START Available data

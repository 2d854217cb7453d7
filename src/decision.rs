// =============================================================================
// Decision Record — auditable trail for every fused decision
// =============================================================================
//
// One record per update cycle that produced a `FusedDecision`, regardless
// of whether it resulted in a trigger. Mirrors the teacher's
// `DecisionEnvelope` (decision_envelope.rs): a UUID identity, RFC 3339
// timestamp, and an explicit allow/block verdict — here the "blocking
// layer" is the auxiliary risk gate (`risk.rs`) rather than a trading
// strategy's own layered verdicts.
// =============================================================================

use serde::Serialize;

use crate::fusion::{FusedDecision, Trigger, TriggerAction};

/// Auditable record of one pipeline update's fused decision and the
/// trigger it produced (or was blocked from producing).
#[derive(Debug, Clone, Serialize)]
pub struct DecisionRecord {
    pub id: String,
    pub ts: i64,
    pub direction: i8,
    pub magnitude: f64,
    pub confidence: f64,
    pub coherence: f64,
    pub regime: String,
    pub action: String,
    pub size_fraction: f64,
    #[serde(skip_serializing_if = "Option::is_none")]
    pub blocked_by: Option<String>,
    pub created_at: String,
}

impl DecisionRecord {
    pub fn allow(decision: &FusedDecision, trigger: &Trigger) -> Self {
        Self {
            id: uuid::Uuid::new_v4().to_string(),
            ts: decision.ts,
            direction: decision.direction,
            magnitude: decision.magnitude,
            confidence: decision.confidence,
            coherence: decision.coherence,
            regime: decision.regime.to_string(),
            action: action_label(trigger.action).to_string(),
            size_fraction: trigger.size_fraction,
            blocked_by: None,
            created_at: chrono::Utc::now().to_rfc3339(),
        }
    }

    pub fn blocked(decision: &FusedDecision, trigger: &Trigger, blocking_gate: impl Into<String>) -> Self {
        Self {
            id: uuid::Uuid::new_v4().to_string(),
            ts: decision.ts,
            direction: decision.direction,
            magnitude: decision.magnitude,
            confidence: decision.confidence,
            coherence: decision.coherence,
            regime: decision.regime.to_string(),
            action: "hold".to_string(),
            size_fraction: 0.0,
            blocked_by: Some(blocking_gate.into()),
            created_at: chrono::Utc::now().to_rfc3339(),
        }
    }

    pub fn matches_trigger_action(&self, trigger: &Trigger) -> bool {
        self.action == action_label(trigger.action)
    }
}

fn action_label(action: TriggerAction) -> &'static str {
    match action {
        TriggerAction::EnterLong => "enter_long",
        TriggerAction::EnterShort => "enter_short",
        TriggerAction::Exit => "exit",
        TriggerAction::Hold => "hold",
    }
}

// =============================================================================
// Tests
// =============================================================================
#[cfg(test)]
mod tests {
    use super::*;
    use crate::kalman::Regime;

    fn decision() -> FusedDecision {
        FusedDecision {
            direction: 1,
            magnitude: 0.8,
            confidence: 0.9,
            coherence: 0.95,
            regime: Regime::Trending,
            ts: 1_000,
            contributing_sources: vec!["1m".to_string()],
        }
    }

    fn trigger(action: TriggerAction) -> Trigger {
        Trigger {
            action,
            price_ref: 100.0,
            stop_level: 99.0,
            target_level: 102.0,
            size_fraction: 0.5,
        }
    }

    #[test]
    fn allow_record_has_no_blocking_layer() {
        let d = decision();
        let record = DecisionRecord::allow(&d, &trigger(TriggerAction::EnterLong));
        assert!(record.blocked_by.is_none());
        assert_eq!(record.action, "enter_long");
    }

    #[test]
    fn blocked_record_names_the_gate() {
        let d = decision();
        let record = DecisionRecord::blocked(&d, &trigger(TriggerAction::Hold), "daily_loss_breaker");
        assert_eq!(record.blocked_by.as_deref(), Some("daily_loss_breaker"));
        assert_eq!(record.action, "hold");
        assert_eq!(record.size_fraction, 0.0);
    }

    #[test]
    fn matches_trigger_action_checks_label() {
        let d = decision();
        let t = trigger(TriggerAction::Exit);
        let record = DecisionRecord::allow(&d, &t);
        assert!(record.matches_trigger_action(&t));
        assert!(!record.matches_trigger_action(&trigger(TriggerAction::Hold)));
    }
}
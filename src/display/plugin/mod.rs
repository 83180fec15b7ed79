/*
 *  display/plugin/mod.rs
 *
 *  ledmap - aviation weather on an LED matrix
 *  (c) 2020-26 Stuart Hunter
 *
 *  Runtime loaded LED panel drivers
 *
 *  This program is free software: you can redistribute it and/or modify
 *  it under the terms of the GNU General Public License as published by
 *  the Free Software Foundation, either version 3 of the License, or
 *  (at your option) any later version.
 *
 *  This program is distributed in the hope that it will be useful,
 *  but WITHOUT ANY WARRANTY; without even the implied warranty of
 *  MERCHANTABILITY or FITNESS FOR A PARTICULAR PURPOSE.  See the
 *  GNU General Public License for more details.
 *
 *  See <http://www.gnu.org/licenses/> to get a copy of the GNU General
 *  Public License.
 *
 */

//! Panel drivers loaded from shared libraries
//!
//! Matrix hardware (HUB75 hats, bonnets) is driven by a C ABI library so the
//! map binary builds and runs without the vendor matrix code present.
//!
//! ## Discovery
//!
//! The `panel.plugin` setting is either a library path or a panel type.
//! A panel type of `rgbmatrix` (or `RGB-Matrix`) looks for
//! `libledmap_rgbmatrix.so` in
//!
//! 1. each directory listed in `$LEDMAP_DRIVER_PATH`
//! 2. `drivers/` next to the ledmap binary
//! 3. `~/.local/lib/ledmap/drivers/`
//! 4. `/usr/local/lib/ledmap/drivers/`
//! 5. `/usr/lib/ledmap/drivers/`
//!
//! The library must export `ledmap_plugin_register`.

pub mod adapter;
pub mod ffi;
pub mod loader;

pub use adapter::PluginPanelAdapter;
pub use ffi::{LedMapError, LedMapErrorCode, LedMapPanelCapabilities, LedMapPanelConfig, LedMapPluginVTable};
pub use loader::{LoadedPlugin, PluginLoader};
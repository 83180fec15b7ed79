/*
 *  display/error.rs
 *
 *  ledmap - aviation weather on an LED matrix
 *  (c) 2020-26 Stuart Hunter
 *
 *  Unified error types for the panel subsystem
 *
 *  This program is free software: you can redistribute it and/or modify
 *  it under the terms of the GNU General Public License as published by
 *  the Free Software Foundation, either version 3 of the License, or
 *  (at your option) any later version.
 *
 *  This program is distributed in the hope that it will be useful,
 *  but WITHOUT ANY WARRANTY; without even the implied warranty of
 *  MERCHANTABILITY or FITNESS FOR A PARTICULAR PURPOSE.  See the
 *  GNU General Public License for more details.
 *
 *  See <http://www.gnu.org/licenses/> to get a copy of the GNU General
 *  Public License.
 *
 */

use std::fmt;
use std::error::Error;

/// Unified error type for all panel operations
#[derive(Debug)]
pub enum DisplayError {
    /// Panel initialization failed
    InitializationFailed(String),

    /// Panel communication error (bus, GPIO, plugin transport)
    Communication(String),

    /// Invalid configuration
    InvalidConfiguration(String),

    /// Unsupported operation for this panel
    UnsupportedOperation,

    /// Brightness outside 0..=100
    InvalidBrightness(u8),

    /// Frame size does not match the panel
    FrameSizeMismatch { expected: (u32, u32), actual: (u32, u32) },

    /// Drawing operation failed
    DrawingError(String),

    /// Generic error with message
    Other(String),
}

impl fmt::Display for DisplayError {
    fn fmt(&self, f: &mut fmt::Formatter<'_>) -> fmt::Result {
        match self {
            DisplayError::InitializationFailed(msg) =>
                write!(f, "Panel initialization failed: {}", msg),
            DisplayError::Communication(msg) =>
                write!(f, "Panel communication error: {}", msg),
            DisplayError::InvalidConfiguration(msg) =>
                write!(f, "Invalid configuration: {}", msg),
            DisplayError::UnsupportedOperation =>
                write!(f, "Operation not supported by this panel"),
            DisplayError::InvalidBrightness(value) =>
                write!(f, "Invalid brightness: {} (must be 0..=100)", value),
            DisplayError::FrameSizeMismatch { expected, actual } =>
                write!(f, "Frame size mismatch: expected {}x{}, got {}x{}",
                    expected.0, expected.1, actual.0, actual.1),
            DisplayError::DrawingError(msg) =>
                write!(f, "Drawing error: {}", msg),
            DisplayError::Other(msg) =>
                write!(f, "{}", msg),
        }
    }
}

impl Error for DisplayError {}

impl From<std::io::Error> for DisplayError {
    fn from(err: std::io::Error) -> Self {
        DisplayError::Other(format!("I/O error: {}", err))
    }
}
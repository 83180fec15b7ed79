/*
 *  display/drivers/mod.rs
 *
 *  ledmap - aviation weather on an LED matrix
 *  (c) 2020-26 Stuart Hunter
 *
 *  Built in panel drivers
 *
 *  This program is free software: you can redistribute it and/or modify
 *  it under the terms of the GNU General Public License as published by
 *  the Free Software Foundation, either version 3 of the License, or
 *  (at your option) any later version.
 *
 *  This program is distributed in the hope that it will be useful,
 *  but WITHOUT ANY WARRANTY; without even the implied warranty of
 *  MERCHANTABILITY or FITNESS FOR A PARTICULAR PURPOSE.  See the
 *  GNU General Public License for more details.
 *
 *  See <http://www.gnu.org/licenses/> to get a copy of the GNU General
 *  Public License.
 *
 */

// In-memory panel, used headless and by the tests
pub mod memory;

END Available data

Total lines holding "loader" in the records: report this figure alone.

2